Have a look at your images a little more, you may find that you have actually focussed on something you didn't intend and so your primary subject is out of focus. AFAIK, Canon's DPP will show the focal point(s) that were active when the image was taken, so that'll probably help. If you're letting the camera pick what to focus on it, it may not choose what you'd like.

Telephoto is less forgiving of focal errors, the depth of field (that which is in focus) is very thin compared to wide angle, so lack of proper focus is much more readily seen.

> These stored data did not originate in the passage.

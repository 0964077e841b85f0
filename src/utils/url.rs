//! URL normalization and scoping helpers used by discovery and the proxy
//! router.

use url::Url;

/// Check if a URL is worth fetching at all.
///
/// Skips data/javascript/mailto and anything that is not http(s).
#[must_use]
pub fn is_fetchable_url(url: &str) -> bool {
    if url.is_empty() {
        return false;
    }

    if url.starts_with("data:") || url.starts_with("javascript:") || url.starts_with("mailto:") {
        return false;
    }

    match Url::parse(url) {
        Ok(parsed) => matches!(parsed.scheme(), "http" | "https"),
        Err(_) => false,
    }
}

/// Resolve a discovered href against its page URL and normalize it.
///
/// Fragments are always dropped; the query string is dropped when
/// `strip_query` is set. Returns None for unparseable or non-http targets.
#[must_use]
pub fn resolve_discovered(base: &Url, href: &str, strip_query: bool) -> Option<Url> {
    let href = href.trim();
    if href.is_empty() || href.starts_with('#') {
        return None;
    }

    let mut resolved = base.join(href).ok()?;
    if !matches!(resolved.scheme(), "http" | "https") {
        return None;
    }

    resolved.set_fragment(None);
    if strip_query {
        resolved.set_query(None);
    }

    Some(resolved)
}

/// Canonical form used for dedup: lowercase host, no fragment, no trailing
/// slash on the root path.
#[must_use]
pub fn normalize_for_dedup(url: &Url) -> String {
    let mut s = url.as_str().to_string();
    if url.path() == "/" && url.query().is_none() && s.ends_with('/') {
        s.pop();
    }
    s
}

/// Multi-label public suffixes that make `last two labels` wrong. This is a
/// pragmatic subset, not a full public-suffix list; see DESIGN.md.
const MULTI_LABEL_SUFFIXES: &[&str] = &[
    "co.uk", "org.uk", "ac.uk", "gov.uk", "me.uk", "net.uk",
    "com.au", "net.au", "org.au", "edu.au", "gov.au",
    "co.jp", "ne.jp", "or.jp", "ac.jp", "go.jp",
    "com.br", "net.br", "org.br", "gov.br",
    "co.nz", "net.nz", "org.nz",
    "co.in", "net.in", "org.in", "gov.in",
    "com.cn", "net.cn", "org.cn", "gov.cn",
    "co.kr", "or.kr", "go.kr",
    "com.mx", "org.mx",
    "com.sg", "com.hk", "com.tw", "com.tr", "com.ar",
    "co.za", "org.za",
];

/// Registrable domain of a hostname: the label directly below the public
/// suffix, e.g. `blog.example.co.uk` → `example.co.uk`.
#[must_use]
pub fn registrable_domain(host: &str) -> String {
    let host = host.trim_end_matches('.').to_ascii_lowercase();

    // IP literals have no registrable domain; compare them verbatim.
    if host.parse::<std::net::IpAddr>().is_ok() {
        return host;
    }

    let labels: Vec<&str> = host.split('.').collect();
    if labels.len() <= 2 {
        return host;
    }

    let last_two = labels[labels.len() - 2..].join(".");
    let suffix_len = if MULTI_LABEL_SUFFIXES.contains(&last_two.as_str()) { 3 } else { 2 };

    if labels.len() <= suffix_len {
        host
    } else {
        labels[labels.len() - suffix_len..].join(".")
    }
}

#[cfg(test)]
mod tests {
    use super::*;

    #[test]
    fn fetchable_filters_schemes() {
        assert!(is_fetchable_url("https://example.com/a"));
        assert!(!is_fetchable_url("javascript:void(0)"));
        assert!(!is_fetchable_url("mailto:x@example.com"));
        assert!(!is_fetchable_url("ftp://example.com"));
        assert!(!is_fetchable_url(""));
    }

    #[test]
    fn resolve_handles_relative_and_fragments() {
        let base = Url::parse("https://example.com/docs/index.html").unwrap();
        let r = resolve_discovered(&base, "../about?x=1#top", false).unwrap();
        assert_eq!(r.as_str(), "https://example.com/about?x=1");
        let r = resolve_discovered(&base, "../about?x=1", true).unwrap();
        assert_eq!(r.as_str(), "https://example.com/about");
        assert!(resolve_discovered(&base, "#section", false).is_none());
        assert!(resolve_discovered(&base, "javascript:void(0)", false).is_none());
    }

    #[test]
    fn registrable_domain_handles_multi_label_suffixes() {
        assert_eq!(registrable_domain("blog.example.co.uk"), "example.co.uk");
        assert_eq!(registrable_domain("www.example.com"), "example.com");
        assert_eq!(registrable_domain("example.com"), "example.com");
        assert_eq!(registrable_domain("localhost"), "localhost");
        assert_eq!(registrable_domain("127.0.0.1"), "127.0.0.1");
        assert_eq!(registrable_domain("a.b.c.example.com"), "example.com");
    }
}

Finally, if you're viewing 100% (or higher) on a monitor, you're also going to be a little disappointed. This isn't because the image isn't necessarily sharp, it's that the monitor really isn't. You're looking a relatively big pixels from close range and that softens it up. Step back a bit and it begins to look sharper. You can see the same thing with billboards! Up close, photos on a billboard can look really soft because they're meant to be viewed from a distance.

These are pretty high level, I could probably look to write a decent sized book on the question, though there are many better qualified to do it than I am. However, if you use some of these as the basis for searching online, you'll get into bigger explanations on a specific topic instead of the qwide overview I just posted.